MY HEART IS AN IDIOT. By Davy Rothbart. Farrar Straus Giroux, 320 pages. $25.
“My Heart is an Idiot” by Davy Rothbart comes packaged with eye-catching endorsements. Kid Rock says, “Davy’s as real as it gets. Dave Eggers calls Rothbart “genuine, wide-eyed and hopeful.”
Widely known as the creator of Found magazine, a collection of found notes, items, photographs and other discarded or lost items published online and in print, Rothbart is also a frequent contributor to NPR’s “This American Life.” In his debut collection of essays, the author offers a fresh perspective on the foolish things we do for love.
Rothbart can talk to anyone. He is a charming, likable guy whose over-the-top adventures read as slightly implausible but entertaining tales. To most readers, the plausibility won’t matter because the stories are good.
In “Human Snowball,” Rothbart takes a Greyhound bus from his home in Detroit to Buffalo, N.Y., to surprise a girl (who “was about to become my girlfriend, I hoped”) on Valentine’s Day.
His seatmate, an “ancient-looking black guy,” confesses that it’s his 110th birthday and he is on his way to visit family members. Rothbart takes the old man under his wing, even as he realizes the trip is a disaster in the making, because “once you’re sitting there and you’ve got a needle in your hands, what else is there to do but poke your finger and see the blood?” Readers can’t help but get caught up in the adventure.
The adventures derive from the author’s interactions with strangers — like the hitchhiker headed to the Grand Canyon and Missy Freeze, a beautiful St.
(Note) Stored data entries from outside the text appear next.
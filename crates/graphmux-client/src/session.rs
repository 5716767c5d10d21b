//! Session lifecycle: login, logout, and token reads.
//!
//! Per client the states are anonymous and authenticated. `login` moves to
//! authenticated (or rotates the token); `logout` moves back and is a no-op
//! when already anonymous. Concurrent logins on the same client race at the
//! storage layer with last-write-wins semantics.

use std::sync::Arc;

use tracing::{debug, warn};

use graphmux_core::{stored_token, ClientError, TokenStorage};

use crate::registry::{ClientRegistry, RegistryEntry};

/// Login/logout controller over the client registry.
#[derive(Debug, Clone)]
pub struct SessionController {
    registry: Arc<ClientRegistry>,
}

impl SessionController {
    /// Create a controller for a registry.
    #[must_use]
    pub const fn new(registry: Arc<ClientRegistry>) -> Self {
        Self { registry }
    }

    /// Persist a token and roll the client over to the new session.
    ///
    /// Requires a non-empty token; clearing is only ever performed by
    /// [`logout`](Self::logout). Once storage is updated the login has
    /// succeeded: any live WebSocket is restarted so the next handshake
    /// carries the new token, and the cache reset that follows is
    /// best-effort - its failures are logged, never propagated.
    pub async fn login(
        &self,
        token: &str,
        client_name: Option<&str>,
        skip_cache_reset: bool,
    ) -> Result<(), ClientError> {
        if token.is_empty() {
            return Err(ClientError::EmptyToken);
        }

        let entry = self.registry.resolve(client_name);
        self.write_token(entry, token);
        self.roll_session(entry, skip_cache_reset, "login").await;
        Ok(())
    }

    /// Clear the stored token and roll the client back to anonymous.
    ///
    /// A no-op when no token is stored, to avoid unnecessary cache churn.
    pub async fn logout(&self, client_name: Option<&str>, skip_cache_reset: bool) {
        let entry = self.registry.resolve(client_name);
        if self.token_for(entry).is_none() {
            debug!(client = entry.name.as_str(), "logout with no stored token is a no-op");
            return;
        }

        self.registry
            .store()
            .remove(entry.config.token_storage, &entry.config.token_name);
        self.roll_session(entry, skip_cache_reset, "logout").await;
    }

    /// Currently stored raw token for a client (no header formatting).
    #[must_use]
    pub fn token(&self, client_name: Option<&str>) -> Option<String> {
        let entry = self.registry.resolve(client_name);
        self.token_for(entry)
    }

    fn token_for(&self, entry: &RegistryEntry) -> Option<String> {
        stored_token(&entry.config, self.registry.ctx(), self.registry.store())
    }

    fn write_token(&self, entry: &RegistryEntry, token: &str) {
        let store = self.registry.store();
        store.set(entry.config.token_storage, &entry.config.token_name, token);
        if entry.config.token_storage == TokenStorage::Cookie {
            let set_cookie = entry
                .config
                .cookie_attributes
                .to_set_cookie(&entry.config.token_name, token);
            debug!(client = entry.name.as_str(), set_cookie, "session cookie updated");
        }
    }

    /// A live socket cannot change its own auth mid-flight; tear it down so
    /// the next handshake resolves the new session. Cache-reset failures
    /// are absorbed here.
    async fn roll_session(&self, entry: &RegistryEntry, skip_cache_reset: bool, operation: &str) {
        if let Some(ws) = &entry.ws {
            ws.restart();
        }

        if !skip_cache_reset {
            if let Err(err) = entry.client.reset_store().await {
                warn!(
                    client = entry.name.as_str(),
                    operation,
                    error = %err,
                    "cache reset failed"
                );
            }
        }
    }
}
Pauli Girl. Each essay involves a journey and advances the idea that if you open yourself up to others good things will result.
Readers follow this pied piper as he stumbles his way through such experiences as falling in love with a character from the ’90s movie “Gas, Food, Lodging.” Along the way, he realizes that “sometimes in life things don’t go the way you hoped ... but still, somehow, it all worked out okay.”
Occasionally these epiphanies feel forced and are hard to swallow, but for the most part, Rothbart’s gentle wisdom rings true.
Reviewer Amy Mercer is a writer in Charleston.